The logit is converted to a probability score between 0 and 1. The squeeze function ensures that the output has the correct dimensions.

In [None]:
class RNNClassifier(nn.Module):
    def __init__(self, vocab_size, embed_dim, hidden_dim, output_dim, num_layers=1):
        super(RNNClassifier, self).__init__()
        self.embedding = nn.Embedding(vocab_size, embed_dim, padding_idx=vocab['<pad>'])
        self.lstm = nn.LSTM(embed_dim, hidden_dim, num_layers=num_layers, batch_first=True)
        self.fc = nn.Linear(hidden_dim, output_dim)
        self.sigmoid = nn.Sigmoid()  # For binary classification

    def forward(self, text):
        # text shape: [batch_size, seq_length]
        embedded = self.embedding(text)  # Shape: [batch_size, seq_length, embed_dim]
        # LSTM returns (output, (hidden, cell)). We use the hidden state from the last time step.
        output, (hidden, cell) = self.lstm(embedded)
        # hidden has shape: [num_layers, batch_size, hidden_dim]. Use the last layer.
        hidden_last = hidden[-1]  # Shape: [batch_size, hidden_dim]
        logits = self.fc(hidden_last)  # Shape: [batch_size, output_dim]
        # Apply sigmoid for binary classification
        return self.sigmoid(logits).squeeze()

# Hyperparameters
vocab_size = len(vocab)
embed_dim = 100
hidden_dim = 128
output_dim = 1  # Binary classification

model = RNNClassifier(vocab_size, embed_dim, hidden_dim, output_dim)
print(model)

## Training the RNN model

In [None]:
# Set training hyperparameters
num_epochs = 3  # For demonstration, use a small number of epochs.
learning_rate = 0.001

criterion = nn.BCELoss()  # Binary cross-entropy loss for binary classification.
optimizer = optim.Adam(model.parameters(), lr=learning_rate)

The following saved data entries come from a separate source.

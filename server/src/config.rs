//! Startup configuration read from command-line flags or the environment

use crate::registry::GameSettings;
use clap::Parser;
use shared::{KILL_LOG_CAPACITY, STARTING_PASSES};

/// Server configuration, read once at startup
#[derive(Parser, Debug, Clone)]
#[clap(author, version, about)]
pub struct Config {
    /// Server IP address to bind to
    #[clap(short = 'H', long, env = "KILLWORD_HOST", default_value = "127.0.0.1")]
    pub host: String,

    /// Server port to listen on
    #[clap(short, long, env = "KILLWORD_PORT", default_value = "5000")]
    pub port: u16,

    /// Username that logs in as the admin instead of a player
    #[clap(long, env = "KILLWORD_ADMIN_USERNAME", default_value = "admin")]
    pub admin_username: String,

    /// Comma-separated pool of kill words
    #[clap(
        long,
        env = "KILLWORD_WORDS",
        value_delimiter = ',',
        default_value = "apple,banana,cherry,date,elderberry,fig,grape"
    )]
    pub words: Vec<String>,

    /// Secret used to sign session cookies; random per process if unset
    #[clap(long, env = "KILLWORD_SESSION_SECRET")]
    pub session_secret: Option<String>,
}

impl Config {
    pub fn bind_address(&self) -> String {
        format!("{}:{}", self.host, self.port)
    }

    /// Validates the game-facing part of the config
    pub fn game_settings(&self) -> Result<GameSettings, String> {
        let admin_username = self.admin_username.trim();
        if admin_username.is_empty() {
            return Err("admin username must not be empty".to_string());
        }

        let words: Vec<String> = self
            .words
            .iter()
            .map(|w| w.trim())
            .filter(|w| !w.is_empty())
            .map(str::to_string)
            .collect();
        if words.is_empty() {
            return Err("word list must contain at least one word".to_string());
        }

        Ok(GameSettings {
            admin_username: admin_username.to_string(),
            words,
            starting_passes: STARTING_PASSES,
            kill_log_capacity: KILL_LOG_CAPACITY,
        })
    }
}

#[cfg(test)]
mod tests {
    use super::*;
    use shared::DEFAULT_WORDS;

    #[test]
    fn test_defaults() {
        let config = Config::try_parse_from(["server"]).unwrap();
        assert_eq!(config.bind_address(), "127.0.0.1:5000");
        assert_eq!(config.session_secret, None);

        let settings = config.game_settings().unwrap();
        assert_eq!(settings, GameSettings::default());
        assert_eq!(settings.words.len(), DEFAULT_WORDS.len());
    }

    #[test]
    fn test_custom_words_are_trimmed() {
        let config =
            Config::try_parse_from(["server", "--words", " owl, ,lynx ,", "--admin-username", "gm"])
                .unwrap();
        let settings = config.game_settings().unwrap();
        assert_eq!(settings.words, vec!["owl", "lynx"]);
        assert_eq!(settings.admin_username, "gm");
    }

    #[test]
    fn test_blank_word_list_rejected() {
        let config = Config::try_parse_from(["server", "--words", " , "]).unwrap();
        assert!(config.game_settings().is_err());
    }

    #[test]
    fn test_blank_admin_rejected() {
        let config = Config::try_parse_from(["server", "--admin-username", "  "]).unwrap();
        assert!(config.game_settings().is_err());
    }

    #[test]
    fn test_host_and_port_flags() {
        let config = Config::try_parse_from(["server", "-H", "0.0.0.0", "-p", "8080"]).unwrap();
        assert_eq!(config.bind_address(), "0.0.0.0:8080");
    }
}
//! HTTP surface mapping game actions onto registry operations
//!
//! Each handler resolves the caller from the session cookie, takes the
//! registry lock once, runs a single operation and renders the result.
//! Errors become `{"error": ...}` bodies with the status code from
//! [`GameError::status_code`].

use crate::error::GameError;
use crate::registry::{GameRegistry, SharedRegistry};
use crate::session::{clear_session_cookie, session_cookie, Session, SessionKeys};
use axum::extract::rejection::JsonRejection;
use axum::extract::State;
use axum::http::header::SET_COOKIE;
use axum::http::{HeaderMap, StatusCode};
use axum::response::{IntoResponse, Response};
use axum::routing::{get, post};
use axum::{Json, Router};
use log::{error, info, warn};
use shared::{
    AddScoreRequest, ErrorResponse, GameView, KillRecord, LeaderboardEntry, LoginRequest,
    PlayerRequest, SuccessResponse,
};

/// State handed to every handler
#[derive(Clone)]
pub struct AppState {
    pub registry: SharedRegistry,
    pub sessions: SessionKeys,
}

impl AppState {
    pub fn new(registry: GameRegistry, sessions: SessionKeys) -> Self {
        Self {
            registry: registry.into_shared(),
            sessions,
        }
    }

    fn require_session(&self, headers: &HeaderMap) -> Result<Session, GameError> {
        self.sessions
            .session_from_headers(headers)
            .ok_or(GameError::Unauthenticated)
    }

    fn require_admin(&self, headers: &HeaderMap) -> Result<Session, GameError> {
        let session = self.require_session(headers)?;
        if !session.is_admin {
            warn!("{} attempted an admin action", session.username);
            return Err(GameError::Unauthorized);
        }
        Ok(session)
    }
}

impl IntoResponse for GameError {
    fn into_response(self) -> Response {
        if self.is_game_rejection() {
            warn!("Rejected game action: {}", self);
        }
        let status = StatusCode::from_u16(self.status_code()).unwrap_or(StatusCode::BAD_REQUEST);
        (
            status,
            Json(ErrorResponse {
                error: self.to_string(),
            }),
        )
            .into_response()
    }
}

/// Unwraps a JSON body, reporting malformed input as a validation error
///
/// Without this axum would answer 415/422 with a plain-text body.
fn json_body<T>(payload: Result<Json<T>, JsonRejection>) -> Result<T, GameError> {
    match payload {
        Ok(Json(body)) => Ok(body),
        Err(rejection) => Err(GameError::Validation(format!(
            "Invalid request body: {}",
            rejection.body_text()
        ))),
    }
}

/// Builds the router with every game and admin endpoint
pub fn app(state: AppState) -> Router {
    Router::new()
        .route("/healthz", get(health))
        .route("/login", post(login))
        .route("/session", get(check_session))
        .route("/target", get(target))
        .route("/kill", post(kill))
        .route("/pass", post(pass))
        .route("/leaderboard", get(leaderboard))
        .route("/kill-log", get(kill_log))
        .route("/logout", post(logout))
        .route("/admin/reset", post(admin_reset))
        .route("/admin/remove-player", post(admin_remove_player))
        .route("/admin/add-score", post(admin_add_score))
        .route("/admin/reset-passes", post(admin_reset_passes))
        .with_state(state)
}

async fn health() -> Json<serde_json::Value> {
    Json(serde_json::json!({ "ok": true }))
}

async fn login(
    State(state): State<AppState>,
    payload: Result<Json<LoginRequest>, JsonRejection>,
) -> Result<Response, GameError> {
    // A body that is absent or unreadable means no username was given.
    let request = json_body(payload)
        .map_err(|_| GameError::Validation("Username is required".to_string()))?;
    let username = request.username.trim();
    if username.is_empty() {
        return Err(GameError::Validation("Username is required".to_string()));
    }

    let (view, session) = {
        let mut registry = state.registry.lock().await;
        if registry.is_admin(username) {
            info!("Admin {} logged in", username);
            (GameView::admin(username), Session::new(username, true))
        } else {
            let snapshot = registry.register_or_reactivate(username)?;
            (
                GameView::from_snapshot(&snapshot),
                Session::new(&snapshot.username, false),
            )
        }
    };

    let token = match state.sessions.issue(&session) {
        Ok(token) => token,
        Err(e) => {
            error!("Failed to issue session for {}: {}", session.username, e);
            return Ok(StatusCode::INTERNAL_SERVER_ERROR.into_response());
        }
    };

    let cookie = session_cookie(&token, state.sessions.max_age_secs());
    Ok(([(SET_COOKIE, cookie)], Json(view)).into_response())
}

async fn check_session(
    State(state): State<AppState>,
    headers: HeaderMap,
) -> Result<Json<GameView>, GameError> {
    let session = state.require_session(&headers)?;
    if session.is_admin {
        return Ok(Json(GameView::admin(&session.username)));
    }

    // A signed cookie for a player who was removed or logged out is stale.
    let snapshot = state
        .registry
        .lock()
        .await
        .snapshot(&session.username)
        .map_err(|_| GameError::Unauthenticated)?;
    Ok(Json(GameView::from_snapshot(&snapshot)))
}

async fn target(
    State(state): State<AppState>,
    headers: HeaderMap,
) -> Result<Json<GameView>, GameError> {
    let session = state.require_session(&headers)?;
    let snapshot = state.registry.lock().await.snapshot(&session.username)?;
    Ok(Json(GameView::from_snapshot(&snapshot)))
}

async fn kill(
    State(state): State<AppState>,
    headers: HeaderMap,
) -> Result<Json<GameView>, GameError> {
    let session = state.require_session(&headers)?;
    let snapshot = state.registry.lock().await.record_kill(&session.username)?;
    Ok(Json(GameView::from_snapshot(&snapshot)))
}

async fn pass(
    State(state): State<AppState>,
    headers: HeaderMap,
) -> Result<Json<GameView>, GameError> {
    let session = state.require_session(&headers)?;
    let snapshot = state.registry.lock().await.pass_target(&session.username)?;
    Ok(Json(GameView::from_snapshot(&snapshot)))
}

async fn leaderboard(State(state): State<AppState>) -> Json<Vec<LeaderboardEntry>> {
    Json(state.registry.lock().await.leaderboard())
}

async fn kill_log(State(state): State<AppState>) -> Json<Vec<KillRecord>> {
    Json(state.registry.lock().await.kill_log())
}

async fn logout(State(state): State<AppState>, headers: HeaderMap) -> Response {
    if let Some(session) = state.sessions.session_from_headers(&headers) {
        if !session.is_admin {
            state.registry.lock().await.deactivate(&session.username);
        }
    }

    (
        [(SET_COOKIE, clear_session_cookie())],
        Json(SuccessResponse::ok()),
    )
        .into_response()
}

async fn admin_reset(
    State(state): State<AppState>,
    headers: HeaderMap,
) -> Result<Json<SuccessResponse>, GameError> {
    state.require_admin(&headers)?;
    state.registry.lock().await.reset_all();
    Ok(Json(SuccessResponse::ok()))
}

async fn admin_remove_player(
    State(state): State<AppState>,
    headers: HeaderMap,
    payload: Result<Json<PlayerRequest>, JsonRejection>,
) -> Result<Json<SuccessResponse>, GameError> {
    state.require_admin(&headers)?;
    let request = json_body(payload)?;
    state
        .registry
        .lock()
        .await
        .remove_player(request.username.trim())?;
    Ok(Json(SuccessResponse::ok()))
}

async fn admin_add_score(
    State(state): State<AppState>,
    headers: HeaderMap,
    payload: Result<Json<AddScoreRequest>, JsonRejection>,
) -> Result<Json<SuccessResponse>, GameError> {
    state.require_admin(&headers)?;
    let request = json_body(payload)?;
    state
        .registry
        .lock()
        .await
        .adjust_score(request.username.trim(), request.points)?;
    Ok(Json(SuccessResponse::ok()))
}

async fn admin_reset_passes(
    State(state): State<AppState>,
    headers: HeaderMap,
    payload: Result<Json<PlayerRequest>, JsonRejection>,
) -> Result<Json<SuccessResponse>, GameError> {
    state.require_admin(&headers)?;
    let request = json_body(payload)?;
    state
        .registry
        .lock()
        .await
        .reset_passes(request.username.trim())?;
    Ok(Json(SuccessResponse::ok()))
}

# Move model to appropriate device (CPU for this demo).
device = torch.device("cuda" if torch.cuda.is_available() else "cpu")
model.to(device)
criterion.to(device)

# Training loop
model.train()
for epoch in range(num_epochs):
    epoch_loss = 0
    for texts, labels in train_loader:
        texts, labels = texts.to(device), labels.float().to(device)
        optimizer.zero_grad()         # Reset gradients.
        predictions = model(texts)      # Forward pass.
        loss = criterion(predictions, labels)  # Compute prediction error.
        loss.backward()               # Backpropagate error.
        optimizer.step()              # Update weights.
        epoch_loss += loss.item()
    print(f"Epoch {epoch+1}/{num_epochs}, Loss: {epoch_loss/len(train_loader):.4f}")

## Evaluating the Model

In [None]:
# Function to predict sentiment on a single review text.
def predict_sentiment(model, text):
    model.eval()
    with torch.no_grad():
        # Convert text to tensor and add batch dimension.
        text_tensor = torch.tensor(text_pipeline(text)).unsqueeze(0).to(device)
        prediction = model(text_tensor)
        # Return sentiment label based on threshold 0.5.
        sentiment = "Positive" if prediction.item() >= 0.5 else "Negative"
        return sentiment, prediction.item()

# Try predicting sentiment on a few sample reviews.
sample_reviews = [
    "I absolutely loved this movie. It was amazing and full of surprises!",
    "The film was boring and too long. I wouldn't recommend it.",
    "Not the best movie I've seen, but it had its moments.",
    "This movie was so bad it made me laugh at how terrible it was!"
]

for review in sample_reviews:
    sentiment, score = predict_sentiment(model, review)
    print(f"Review: {review}\nPredicted Sentiment: {sentiment} (Score: {score:.4f})\n")


# Wrap-Up

In this notebook, we:
- Loaded and preprocessed the IMDB dataset.
- Built a vocabulary and converted text to numerical data.
- Defined a custom RNN (LSTM-based) for sentiment classification.
- Trained the model using a simple training loop.
- Made predictions on sample reviews for fun sentiment analysis.